Reputation: 909
I have two files that I want to find out if a column of file1 is in a range of columns.
file1.txt
1 19
1 21
1 24
2 22
4 45
file2.txt
1 19 23 A
1 20 28 A
4 42 45 A
I am trying to see if the 1st column
of file1.txt
is the same with 1st column
of file2.txt
, whether the second column
of file1.txt
is in between 2nd and 3rd columns
of file2.txt
, and append if it is in the range.
So the output should be :
output.txt
1 19 23 A 1 19
1 19 23 A 1 21
1 20 28 A 1 24
4 42 45 A 4 45
What I am trying is to find out if first columns are the same:
awk 'NR==FNR{c[$1]++;next};c[$1] > 0' file1.txt file2.txt
1 19 23 A
1 20 28 A
4 42 45 A
But I am not able to put the larger/ smaller conditions. How do I add it?
Upvotes: 1
Views: 149
Reputation: 13249
Using awk
:
$ awk 'NR==FNR{a[$1]=a[$1]" "$2;next} {split(a[$1],b);for(i in b) if(b[i]>=$2 && b[i]<=$3) print $0,$1,b[i]}' file1 file2
1 19 23 A 1 19
1 19 23 A 1 21
1 20 28 A 1 21
1 20 28 A 1 24
4 42 45 A 4 45
The first block statement stores the elements of file1 into the array a
. The array index is the first column of the file and the array element is the concatenation of all numbers of the second column with the same number in the first column.

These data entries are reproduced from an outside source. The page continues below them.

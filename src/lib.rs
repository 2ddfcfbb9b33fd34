// SPDX-License-Identifier: MIT
// Copyright 2026 Roland Dreier <roland@rolandd.dev>

//! Finova Dashboard: retirement-planning dashboard client
//!
//! This crate signs users in through the Finova identity provider, pulls
//! account, planning, payment and analytics data from the backend services,
//! and serves the rendered dashboard from a small local shell server.

pub mod app;
pub mod config;
pub mod controllers;
pub mod error;
pub mod format;
pub mod middleware;
pub mod models;
pub mod render;
pub mod routes;
pub mod services;
pub mod storage;
pub mod time_utils;
pub mod validation;

use config::Config;
use error::{AppError, Result};
use render::Page;
use services::{ApiClient, AuthService, HealthMonitor};
use std::sync::Arc;
use storage::KeyValueStore;
use tokio::sync::RwLock;

/// Shared application state.
pub struct AppState {
    pub config: Config,
    pub auth: Arc<AuthService>,
    pub api: ApiClient,
    pub health: HealthMonitor,
    /// The only mutable view state; every handler renders from it.
    pub page: RwLock<Page>,
}

impl AppState {
    pub fn new(
        config: Config,
        persistent: Arc<dyn KeyValueStore>,
        transient: Arc<dyn KeyValueStore>,
    ) -> Result<Self> {
        let http = reqwest::Client::builder()
            .timeout(config.request_timeout)
            .build()
            .map_err(|e| AppError::Internal(anyhow::anyhow!("HTTP client init failed: {}", e)))?;

        let auth = Arc::new(AuthService::new(&config, http.clone(), persistent, transient));
        let api = ApiClient::new(&config, http.clone(), auth.clone());
        let health = HealthMonitor::new(&config, http);

        Ok(Self {
            config,
            auth,
            api,
            health,
            page: RwLock::new(Page::new()),
        })
    }
}
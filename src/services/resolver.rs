// SPDX-License-Identifier: MIT
// Copyright 2026 Roland Dreier <roland@rolandd.dev>

//! Ordered candidate-list resolution.
//!
//! Every logical backend request has a list of URLs to try: the gateway
//! first, then the service directly. The first success wins. Auth failures
//! stop the walk since another route to the same backend would fail the
//! same way.

use crate::error::{AppError, Result};
use std::future::Future;

/// Join each base with `path`, dropping duplicates while keeping order.
pub fn candidate_urls(bases: &[&str], path: &str) -> Vec<String> {
    let mut urls: Vec<String> = Vec::with_capacity(bases.len());
    for base in bases {
        let url = format!("{}{}", base.trim_end_matches('/'), path);
        if !urls.contains(&url) {
            urls.push(url);
        }
    }
    urls
}

/// Try `attempt` against each candidate in order.
///
/// Returns the responding URL with its value, or the last failure.
pub async fn first_success<T, F, Fut>(candidates: &[String], mut attempt: F) -> Result<(String, T)>
where
    F: FnMut(String) -> Fut,
    Fut: Future<Output = Result<T>>,
{
    let mut last_error = None;

    for url in candidates {
        match attempt(url.clone()).await {
            Ok(value) => return Ok((url.clone(), value)),
            Err(e) if e.is_auth_error() => return Err(e),
            Err(e) => {
                tracing::debug!(url = %url, error = %e, "Candidate failed");
                last_error = Some(e);
            }
        }
    }

    Err(last_error.unwrap_or_else(|| AppError::Network("no candidate URLs".to_string())))
}

/// Like [`first_success`], but only an unreachable candidate hands over to
/// the next one. Any other failure means the request may have been applied.
pub async fn first_reachable<T, F, Fut>(candidates: &[String], mut attempt: F) -> Result<(String, T)>
where
    F: FnMut(String) -> Fut,
    Fut: Future<Output = Result<T>>,
{
    let mut last_error = None;

    for url in candidates {
        match attempt(url.clone()).await {
            Ok(value) => return Ok((url.clone(), value)),
            Err(AppError::Unreachable(msg)) => {
                tracing::debug!(url = %url, error = %msg, "Candidate unreachable");
                last_error = Some(AppError::Unreachable(msg));
            }
            Err(e) => return Err(e),
        }
    }

    Err(last_error.unwrap_or_else(|| AppError::Network("no candidate URLs".to_string())))
}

The second block statement loops over the the array a
element with the same index as the first column and checks for the number in the array is in between the range.
Another approach is to use join
:
$ join -o 1.1 1.2 1.3 1.4 1.1 2.2 file2 file1 | awk '$6 >= $2 && $6 <= $3'
1 19 23 A 1 19
1 19 23 A 1 21
1 20 28 A 1 21
1 20 28 A 1 24
4 42 45 A 4 45
join -o
generated the expected output format. The awk
statement is filtering
the lines that are in range.
Upvotes: 1
Reputation: 133458
Following may also help you here.
while read first second
do
awk -v fir="$first" -v sec="$second" '$1==fir && ($2<=sec && $3>=sec){print $0,fir,sec}' file2
done < "file1"
Upvotes: 1
Reputation: 140970
Using join + awk:
join file2.txt file1.txt | awk '{if ($2 <= $5 && $5 <= $3) { print $1,$2,$3,$4,$1,$5 } }'
First two files are joined on the first column, then the columns are compared and output printed (with the first column printed twice, as join hides it).